Selon eux, l’Amérique d’aujourd’hui souffre de grandes lacunes morales. Ce qui suscite le plus de colère au sein des communautés rurales est leur perception du gouvernement fédéral. Les individus vivant en zones rurales perçoivent Washington, qui apporte son appui aux droits des homosexuels et au droit à l’avortement, comme étant opposé aux valeurs morales traditionnelles. Dans l’imaginaire collectif des membres de ces communautés, le gouvernement fédéral accorde plus d’importance aux groupes de pression qu’aux problèmes économiques qu’ils vivent. Selon eux, le comportement du gouvernement fédéral relève de l’absurdité, car c’est dans les zones rurales que se trouvent le coeur et l’âme de l’Amérique. En plus d’être éloigné géographiquement, Washington est aussi éloigné à leurs yeux culturellement. Ils ont la perception que Washington travaille pour les intérêts des hautes sphères économiques mondiales et non pour l’économie locale. Ainsi, les communautés morales, unies sous les mêmes traditions et normes sociales, perçoivent le pouvoir fédéral comme responsable de leurs difficultés culturelles et économiques. Ces enjeux sociaux et économiques engendrent une colère générale, si bien que les immigrants et travailleurs sans-papiers et autres minorités deviennent des cibles faciles pour expliquer les déboires de ces communautés.

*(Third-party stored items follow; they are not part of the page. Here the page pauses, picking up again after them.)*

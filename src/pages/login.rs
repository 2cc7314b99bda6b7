//! Login page exchanging username + password for a stored Basic token.
//!
//! SYSTEM CONTEXT
//! ==============
//! The session gate only validates tokens that are already persisted, so
//! this page encodes the credentials, probes `/api/auth` with them, and
//! persists the token before running the login transition.

use leptos::prelude::*;
use leptos_router::NavigateOptions;
use leptos_router::hooks::use_navigate;

use crate::net::types::AppInfo;
use crate::state::session::SessionState;

#[component]
pub fn LoginPage() -> impl IntoView {
    let session = expect_context::<RwSignal<SessionState>>();
    let info = expect_context::<RwSignal<AppInfo>>();
    let navigate = use_navigate();

    let username = RwSignal::new(String::new());
    let password = RwSignal::new(String::new());
    let remember = RwSignal::new(false);
    let message = RwSignal::new(String::new());
    let busy = RwSignal::new(false);

    let on_submit = move |ev: leptos::ev::SubmitEvent| {
        ev.prevent_default();
        if busy.get() {
            return;
        }
        let user = username.get().trim().to_owned();
        let pass = password.get();
        if user.is_empty() || pass.is_empty() {
            message.set("Enter both username and password.".to_owned());
            return;
        }
        busy.set(true);
        message.set("Signing in...".to_owned());
        submit_login(
            session,
            info,
            navigate.clone(),
            user,
            pass,
            remember.get_untracked(),
            message,
            busy,
        );
    };

    view! {
        <div class="login-page">
            <div class="login-card">
                <h1>{move || info.get().title}</h1>
                <form class="login-form" on:submit=on_submit>
                    <input
                        class="login-input"
                        type="text"
                        placeholder="Username"
                        prop:value=move || username.get()
                        on:input=move |ev| username.set(event_target_value(&ev))
                    />
                    <input
                        class="login-input"
                        type="password"
                        placeholder="Password"
                        prop:value=move || password.get()
                        on:input=move |ev| password.set(event_target_value(&ev))
                    />
                    <label class="login-remember">
                        <input
                            type="checkbox"
                            prop:checked=move || remember.get()
                            on:change=move |ev| remember.set(event_target_checked(&ev))
                        />
                        "Remember me"
                    </label>
                    <button class="login-button" type="submit" disabled=move || busy.get()>
                        "Sign In"
                    </button>
                </form>
                <Show when=move || !message.get().is_empty()>
                    <p class="login-message">{move || message.get()}</p>
                </Show>
            </div>
        </div>
    }
}

/// Probe the backend with the encoded credentials; persist the token and run
/// the login transition on success.
#[cfg(feature = "hydrate")]
#[allow(clippy::too_many_arguments)]
fn submit_login<F>(
    session: RwSignal<SessionState>,
    info: RwSignal<AppInfo>,
    navigate: F,
    user: String,
    pass: String,
    remember: bool,
    message: RwSignal<String>,
    busy: RwSignal<bool>,
) where
    F: Fn(&str, NavigateOptions) + 'static,
{
    leptos::task::spawn_local(async move {
        let Some(token) = encode_token(&user, &pass) else {
            message.set("Could not encode credentials.".to_owned());
            busy.set(false);
            return;
        };
        let candidate = crate::state::session::AuthContext::from_token(&token);
        match crate::net::api::probe_auth(&candidate).await {
            Ok(()) => {
                crate::util::storage::save_token(&token, remember);
                crate::util::auth::login(session, info);
                navigate(
                    &format!("/{}", crate::util::routing::DEFAULT_SELECTOR),
                    crate::util::routing::replace_nav(),
                );
            }
            Err(err) => {
                message.set(format!("Sign-in failed: {err}"));
                busy.set(false);
            }
        }
    });
}

#[cfg(not(feature = "hydrate"))]
#[allow(clippy::too_many_arguments)]
fn submit_login<F>(
    session: RwSignal<SessionState>,
    info: RwSignal<AppInfo>,
    navigate: F,
    user: String,
    pass: String,
    remember: bool,
    message: RwSignal<String>,
    busy: RwSignal<bool>,
) where
    F: Fn(&str, NavigateOptions) + 'static,
{
    let _ = (session, info, navigate, user, pass, remember, message, busy);
}

/// Base64-encode `user:pass` for the Basic scheme using the browser's btoa.
#[cfg(feature = "hydrate")]
fn encode_token(user: &str, pass: &str) -> Option<String> {
    let window = web_sys::window()?;
    window.btoa(&format!("{user}:{pass}")).ok()
}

Les candidats populistes ont alors beau jeu de récupérer ces colères.
En réponse à ces dynamiques sociétales, les individus issus des zones rurales adoptent plusieurs solutions rapides afin de ressouder leurs communautés. L’auteur analyse quatre solutions que les communautés étudiées ont en commun : le bénévolat, l’implication citoyenne dans le développement économique, l’implication au sein d’organismes caritatifs, ainsi qu’une mise en valeur accrue de la religion.
Par sa facilité de lecture, l’ouvrage offre une bonne introduction à la sociologie des zones rurales aux États-Unis. De plus, l’auteur présente une analyse de la situation politique américaine en étudiant une base électorale souvent sous-estimée, mais surreprésentée à l’échelle nationale américaine. Grâce à de multiples indicateurs, l’auteur réussit à expliquer pourquoi la colère monte chez tant d’habitants des zones rurales, ainsi que les raisons pour lesquelles la société américaine s’est polarisée électoralement lors des dernières élections. Toutefois, la méthodologie utilisée se base principalement sur des entrevues, ce qui à certains égards donne l’impression que l’auteur présente des généralités. Une plus grande exposition théorique aurait permis à l’auteur d’appuyer davantage les propos recueillis. Mais dans l’ensemble, cet ouvrage a le potentiel de générer des discussions sur les contradictions et les divergences de la vision du monde des milieux ruraux et urbains.